Si Dioni m’a dit avoir compris à peu près la moitié de ce qui se disait, ce fut loin d’être mon cas. En revanche, grâce aux explications en anglais d’un des acteurs et de la cheffe de la troupe, j’ai parfaitement compris le dispositif, original et intéressant.

Avant que le spectacle ne commence – les acteurs attendant, sagement assis sur un banc –, l’animatrice de la troupe a présenté le thème du spectacle et demandé aux spectateurs si cela faisait écho à leur propre vie. C’était le cas de beaucoup.

8-1B Mariage des enfants
Dialogue de la metteuse en scène avec le public
8-1a Mariage des enfants

 

La troupe, en attendant

Après un quart d’heure d’échanges avec la salle, les acteurs sont entrés en scène.

L’intrigue était la suivante : deux parents et deux grands parents, installés autour d’une table discutent de leur volonté commune de marier leur fille / petite fille. Elle travaille à Shanghai toute l’année et revient pour les fêtes dans sa famille. Ils veulent en profiter pour la convaincre de passer aux actes et lui proposer un mari.

La jeune femme arrive et des échanges avec ses parents – auxquels je ne comprends rien – s’engagent puis s’achèvent. Le spectacle étant terminé – du moins le croyais-je –, l’animatrice réapparait et interpelle la salle. Beaucoup de spectateurs prennent la parole. Des femmes lèvent la main. Ce n’est qu’après coup que j’ai compris pourquoi. Elles étaient volontaires pour jouer le rôle de la jeune femme, non pas pour trouver une solution à une situation qui n’en a pas, mais pour montrer comment elles, elles s’y seraient pris.

8-1C Mariage des enfants
La grand-mère (à droite) discute avec sa petite fille

Une après l’autre, quatre spectatrices se sont ainsi succédé, se passant les lunettes noires de la première jeune femme pour matérialiser la substitution et jouer leur partition.

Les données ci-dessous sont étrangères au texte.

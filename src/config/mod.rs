//! Configuration management subsystem.
//!
//! # Data Flow
//! ```text
//! config file (TOML)
//!     → loader.rs (parse & deserialize)
//!     → validation.rs (semantic checks)
//!     → ServiceConfig (validated, immutable)
//!     → handed to observability + http at startup
//! ```
//!
//! # Design Decisions
//! - Config is immutable once loaded
//! - All fields have defaults to allow minimal configs
//! - Validation separates syntactic (serde) from semantic checks

pub mod loader;
pub mod schema;
pub mod validation;

pub use loader::{load_config, ConfigError};
pub use schema::{ListenerConfig, LogFormat, ObservabilityConfig, ServiceConfig, TimeoutConfig};
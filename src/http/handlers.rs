//! Route handlers.
//!
//! Handlers know nothing about telemetry beyond an occasional log line; the
//! observability middleware wraps them uniformly.

use crate::http::error::AppError;

pub async fn hello() -> &'static str {
    tracing::info!("request received on route /");
    "Hello, World!"
}

pub async fn healthz() -> &'static str {
    tracing::info!("request received on route /healthz");
    "OK"
}

/// Always fails with a declared internal error.
pub async fn error() -> Result<&'static str, AppError> {
    tracing::info!("request received on route /error");
    Err(AppError::Internal("simulated failure: division by zero".into()))
}

pub async fn not_found() -> AppError {
    AppError::NotFound
}
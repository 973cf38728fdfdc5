//! Instrumented HTTP service library.
//!
//! A small web service (`/`, `/healthz`, `/error`) whose routes are wrapped
//! by an observability middleware producing structured logs, Prometheus
//! metrics and trace spans for every request.

pub mod config;
pub mod http;
pub mod lifecycle;
pub mod observability;

pub use config::schema::ServiceConfig;
pub use http::HttpServer;
pub use lifecycle::Shutdown;
pub use observability::Observability;
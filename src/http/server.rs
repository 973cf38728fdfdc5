//! HTTP server setup and configuration.
//!
//! # Responsibilities
//! - Create the route table
//! - Wire up middleware (observability, timeout, request ID)
//! - Bind server to listener and serve until shutdown

use std::time::Duration;

use axum::{middleware, routing::get, Router};
use tokio::net::TcpListener;
use tokio::sync::broadcast;
use tower_http::timeout::TimeoutLayer;

use crate::config::ServiceConfig;
use crate::http::handlers;
use crate::http::request::{propagate_request_id_layer, set_request_id_layer};
use crate::observability::{observe, Observability};

/// HTTP server for the service.
pub struct HttpServer {
    router: Router,
}

impl HttpServer {
    /// Create a new HTTP server with the given configuration.
    pub fn new(config: &ServiceConfig, obs: Observability) -> Self {
        Self {
            router: Self::build_router(config, obs),
        }
    }

    /// The service's routes, before any middleware.
    pub fn routes() -> Router {
        Router::new()
            .route("/", get(handlers::hello))
            .route("/healthz", get(handlers::healthz))
            .route("/error", get(handlers::error))
            .fallback(handlers::not_found)
    }

    /// Build the full router: service routes wrapped in every middleware layer.
    pub fn build_router(config: &ServiceConfig, obs: Observability) -> Router {
        Self::instrument(Self::routes(), config, obs)
    }

    /// Wrap any route table with the service's middleware stack.
    ///
    /// Layers run outermost first: request ID, observability, timeout. The
    /// observability layer sits on every route and the fallback, so it sees
    /// the matched route pattern and every response, including timeouts.
    #[allow(deprecated)]
    pub fn instrument(routes: Router, config: &ServiceConfig, obs: Observability) -> Router {
        routes
            .layer(TimeoutLayer::new(Duration::from_secs(config.timeouts.request_secs)))
            .layer(middleware::from_fn_with_state(obs, observe))
            .layer(propagate_request_id_layer())
            .layer(set_request_id_layer())
    }

    /// Run the server, accepting connections until shutdown is signalled.
    pub async fn run(
        self,
        listener: TcpListener,
        mut shutdown: broadcast::Receiver<()>,
    ) -> Result<(), std::io::Error> {
        let addr = listener.local_addr()?;
        tracing::info!(address = %addr, "HTTP server starting");

        axum::serve(listener, self.router)
            .with_graceful_shutdown(async move {
                let _ = shutdown.recv().await;
                tracing::info!("Shutdown signal received");
            })
            .await?;

        tracing::info!("HTTP server stopped");
        Ok(())
    }
}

Ces nouveaux dialogues étaient totalement improvisés. Ils ont souvent fait réagir la salle qui a beaucoup ri, et ont donné l’occasion de belles prestations d’acteurs.

A la fin de la séance, l’animatrice de la troupe est venue me voir pour me demander ce que je pensais du spectacle. Je lui ai répondu que malheureusement, je n’avais rien compris aux échanges. Lors de la répétition de la semaine précédente, les acteurs bougeaient, lui dis-je. Il y avait un langage des corps que je pouvais m’approprier. Mais là, tous étaient assis à une table et seule la parole portait le sens. En revanche, j’avais très bien compris le dispositif et le trouvais particulièrement ingénieux ; il permet un véritable engagement des spectateurs dans le spectacle et autour de questions de société ; des questions dans lesquelles tout le monde se retrouve, sans que personne ne cherche à donner de leçons. J’ai conclu en lui disant que j’étais très admiratif de ce procédé que je ne connaissais pas et lui ai demandé comment l’idée lui en était venue. Elle m’a répondu que lorsqu’elle avait créé la troupe il y a 5 ans, elle avait fait venir de Taïwan un professeur de théâtre. C’est lui qui avait proposé ce scénario.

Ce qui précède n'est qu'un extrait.